Всюду жизнь | страница 50



Сейчас в точно такой же ловушке находится идея массового протестного движения молодежи: русская «Пора» (а никто не знает, какая из этих шести организаций и есть настоящая «Пора») уже зажата между условным Жириновским и условным Убожко – но совершенно без посторонней помощи, сама по себе (если, конечно, отказаться от параноидальной мысли о том, что все вокруг – проект Суркова). Представим: 2007 год, какая-нибудь партия Каспарова-Рыжкова набрала 0,5 процента, международные наблюдатели говорят: это, мол, подтасовка, на самом деле не 0,5, а 0,6, – и возмущенная молодежь как бы стихийно выходит на майдан. Точнее – на майданы, даже майданчики. Десять активистов «Обороны» – на Манежную, пять активистов движения «Ура!» – на Лубянку, трое из «Хватит!» – на Пушкинскую, плюс Удальцов неподалеку дерется с ментами, а нацболы захватывают Центризбирком и через полчаса садятся в тюрьму. Вот и вся революция.

Вася Якеменко, дорогой, – ты после публикации моей колонки о тебе поменял номер мобильного, приходится теперь с тобой общаться таким вот образом, через РЖ, – ты понимаешь что твои «Наши» никому не нужны? Революция, против которой ты борешься, сама себя съела. Позови хоругвеносцев и возвращайся к борьбе с калоедами – это, по крайней мере, веселее.

13 апреля 2005

Гражданское общество

Во вторник я опоздал к Мещанскому суду. Когда я пришел от метро «Комсомольская» на улицу Каланчевскую, приговор Ходорковскому уже вынесли, и через дорогу от суда уже стояло гражданское общество и скандировало «Позор».

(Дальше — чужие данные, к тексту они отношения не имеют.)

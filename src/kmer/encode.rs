// src/kmer/encode.rs
//! Canonical bit-packed k-mer encoding.
//!
//! A k-mer and its reverse complement describe the same double-stranded
//! molecule, so both are collapsed onto the lexicographically smaller of the
//! two encodings (A < C < G < T). Bases are packed two bits each, four per
//! byte, most significant pair first, so a plain byte-wise comparison of the
//! packed buffers agrees with string comparison of the bases.

/// Table entry marking a byte that is not one of `ACGTacgt`.
const INVALID: u8 = 0xFF;

const fn forward_code(b: u8) -> u8 {
    match b {
        b'A' | b'a' => 0,
        b'C' | b'c' => 1,
        b'G' | b'g' => 2,
        b'T' | b't' => 3,
        _ => INVALID,
    }
}

const fn complement_code(b: u8) -> u8 {
    match b {
        b'A' | b'a' => 3,
        b'C' | b'c' => 2,
        b'G' | b'g' => 1,
        b'T' | b't' => 0,
        _ => INVALID,
    }
}

/// Build the four per-slot lookup tables for one strand. Slot 0 holds the
/// most significant bit pair of a packed byte, slot 3 the least.
const fn build_tables(complement: bool) -> [[u8; 256]; 4] {
    let mut tables = [[INVALID; 256]; 4];
    let mut b = 0;
    while b < 256 {
        let code = if complement {
            complement_code(b as u8)
        } else {
            forward_code(b as u8)
        };
        if code != INVALID {
            let mut slot = 0;
            while slot < 4 {
                tables[slot][b] = code << (6 - 2 * slot);
                slot += 1;
            }
        }
        b += 1;
    }
    tables
}

static FW: [[u8; 256]; 4] = build_tables(false);
static RV: [[u8; 256]; 4] = build_tables(true);

/// Pack four forward-strand bases starting at `start` into one byte.
fn pack_fw4(seq: &[u8], start: usize) -> Option<u8> {
    let mut byte = 0u8;
    for slot in 0..4 {
        let code = FW[slot][seq[start + slot] as usize];
        if code == INVALID {
            return None;
        }
        byte |= code;
    }
    Some(byte)
}

/// Pack four reverse-complement bases, reading `seq[hi]` down to
/// `seq[hi - 3]`, into one byte.
fn pack_rv4(seq: &[u8], hi: usize) -> Option<u8> {
    let mut byte = 0u8;
    for slot in 0..4 {
        let code = RV[slot][seq[hi - slot] as usize];
        if code == INVALID {
            return None;
        }
        byte |= code;
    }
    Some(byte)
}

/// Pack the trailing `n` (1..=3) forward bases starting at `start`. Bases are
/// accumulated with a right shift so they fill the byte from the most
/// significant bits down, with zero padding below.
fn pack_fw_tail(seq: &[u8], start: usize, n: usize) -> Option<u8> {
    let mut byte = 0u8;
    let mut taken = 0;
    for &b in seq[start..start + n].iter().rev() {
        let code = FW[0][b as usize];
        if code == INVALID {
            return None;
        }
        if taken > 0 {
            byte >>= 2;
        }
        byte |= code;
        taken += 1;
    }
    Some(byte)
}

/// Pack the trailing `n` bases of the reverse-complement strand, which are
/// the complements of the first `n` forward bases in reverse order. Same
/// right-shift accumulation as [`pack_fw_tail`].
fn pack_rv_tail(seq: &[u8], start: usize, n: usize) -> Option<u8> {
    let mut byte = 0u8;
    let mut taken = 0;
    for &b in &seq[start..start + n] {
        let code = RV[0][b as usize];
        if code == INVALID {
            return None;
        }
        if taken > 0 {
            byte >>= 2;
        }
        byte |= code;
        taken += 1;
    }
    Some(byte)
}

/// Canonicalizes fixed-length windows of a larger sequence into bit-packed
/// keys.
///
/// The encoder owns two scratch buffers that are reused across calls, so a
/// single instance must not be shared between threads; give each worker its
/// own.
pub struct KmerEncoder {
    k: usize,
    /// Total packed bytes per k-mer, `ceil(k / 4)`.
    kmer_bytes: usize,
    /// Bytes compared from both ends before the strand is decided,
    /// `ceil(k / 8)`.
    half_bytes: usize,
    /// Bases in the final partial byte, `k % 4`.
    hanging: usize,
    fw: Vec<u8>,
    rv: Vec<u8>,
}

impl KmerEncoder {
    /// Create an encoder for windows of length `k`.
    ///
    /// Panics if `k <= 3`; the strand comparison needs at least one full
    /// packed byte.
    pub fn new(k: usize) -> Self {
        assert!(k > 3, "k-mer size must be greater than 3, got {k}");
        let kmer_bytes = k.div_ceil(4);
        KmerEncoder {
            k,
            kmer_bytes,
            half_bytes: k.div_ceil(8),
            hanging: k % 4,
            fw: vec![0; kmer_bytes],
            rv: vec![0; kmer_bytes],
        }
    }

    pub fn k(&self) -> usize {
        self.k
    }

    /// Number of bytes in one packed encoding.
    pub fn packed_len(&self) -> usize {
        self.kmer_bytes
    }

    /// Encode the window `seq[pos..pos + k]` as the lexicographically smaller
    /// of its forward and reverse-complement packings.
    ///
    /// Returns `None` if the window contains any base outside `ACGTacgt`; the
    /// scratch contents are unspecified after a failed call. Panics if the
    /// window does not fit inside `seq`.
    ///
    /// Forward and reverse bytes are built in lockstep from opposite ends of
    /// the window. The first byte position where they differ decides the
    /// strand, and only the winner is encoded from there on. If every
    /// compared byte matches through the halfway point the window is
    /// palindromic and the forward encoding is kept.
    pub fn canonical(&mut self, seq: &[u8], pos: usize) -> Option<&[u8]> {
        assert!(
            pos + self.k <= seq.len(),
            "k-mer window [{}, {}) out of bounds for sequence of length {}",
            pos,
            pos + self.k,
            seq.len()
        );

        let mut byte = 0;
        while byte < self.half_bytes {
            let f = pack_fw4(seq, pos + 4 * byte)?;
            let r = pack_rv4(seq, pos + self.k - 1 - 4 * byte)?;
            self.fw[byte] = f;
            self.rv[byte] = r;
            byte += 1;
            if f < r {
                return self.finish_forward(seq, pos, byte);
            }
            if f > r {
                return self.finish_reverse(seq, pos, byte);
            }
        }
        // Equal through the comparison point: palindromic, keep forward.
        self.finish_forward(seq, pos, byte)
    }

    fn finish_forward(&mut self, seq: &[u8], pos: usize, mut byte: usize) -> Option<&[u8]> {
        let full_bytes = self.kmer_bytes - usize::from(self.hanging > 0);
        while byte < full_bytes {
            self.fw[byte] = pack_fw4(seq, pos + 4 * byte)?;
            byte += 1;
        }
        if self.hanging > 0 {
            self.fw[full_bytes] = pack_fw_tail(seq, pos + 4 * full_bytes, self.hanging)?;
        }
        Some(&self.fw)
    }

    fn finish_reverse(&mut self, seq: &[u8], pos: usize, mut byte: usize) -> Option<&[u8]> {
        let full_bytes = self.kmer_bytes - usize::from(self.hanging > 0);
        while byte < full_bytes {
            self.rv[byte] = pack_rv4(seq, pos + self.k - 1 - 4 * byte)?;
            byte += 1;
        }
        if self.hanging > 0 {
            self.rv[full_bytes] = pack_rv_tail(seq, pos, self.hanging)?;
        }
        Some(&self.rv)
    }
}

/// Unpack an encoded k-mer back into bases, for diagnostics and tests.
pub fn decode(packed: &[u8], k: usize) -> String {
    const BASES: [char; 4] = ['A', 'C', 'G', 'T'];
    (0..k)
        .map(|i| {
            let byte = packed[i / 4];
            let shift = 2 * (3 - i % 4);
            BASES[((byte >> shift) & 3) as usize]
        })
        .collect()
}

/// Reverse complement of a nucleotide sequence. Non-ACGT bases map to `N`.
pub fn reverse_complement(seq: &[u8]) -> Vec<u8> {
    seq.iter()
        .rev()
        .map(|&b| match b {
            b'A' | b'a' => b'T',
            b'C' | b'c' => b'G',
            b'G' | b'g' => b'C',
            b'T' | b't' => b'A',
            _ => b'N',
        })
        .collect()
}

Словосочетание «гражданское общество» я употребляю здесь абсолютно без иронии. У людей, которые две с половиной недели кричали у Мещанского суда «Свободу МБХ!» и другие жизнеутверждающие лозунги, не было никаких стимулов – ни материальных, ни карьерных, ни каких-то еще, – чтобы каждый день ходить на Каланчевскую. Скажу больше – более искренних людей я вообще давно не видел, тем более в таком количестве. Эти двести (среднесуточные данные) человек искренне, очень искренне верят в то, что их судьба, судьба их страны зависит от судьбы бывшего комсомольского функционера, которому случилось в течение нескольких лет побыть самым богатым человеком страны. Они искренне верят, они искренне кричат «Свободу!» и «Позор!», они искренне плакали, услышав о том, что их герою суд дал девять лет колонии.

Вот бабушка с заплаканными глазами воздевает к небу маленький кулак. Она говорит, что наступил тридцать седьмой год и что она боится звонков в дверь – ей кажется, что за ней вот-вот придут, точно так же, как полтора с небольшим года назад пришли за тем, кого она называет Мишенькой. Бабушку не смущает то обстоятельство, что Мишенька на момент ареста был миллиардером, а у нее ничего нет, даже льгот, и вообще по-хорошему ей следует бояться, наоборот, тишины в дверном звонке, бояться того, что за ней, за старой бабушкой, не придут, скажем, вызванные ею по телефону врачи «скорой помощи» или дети-внуки, если таковые есть. Бабушка не боится ничего, кроме того, что ее может ждать судьба Ходорковского, – и бабушка, конечно, очень сильно ошибается.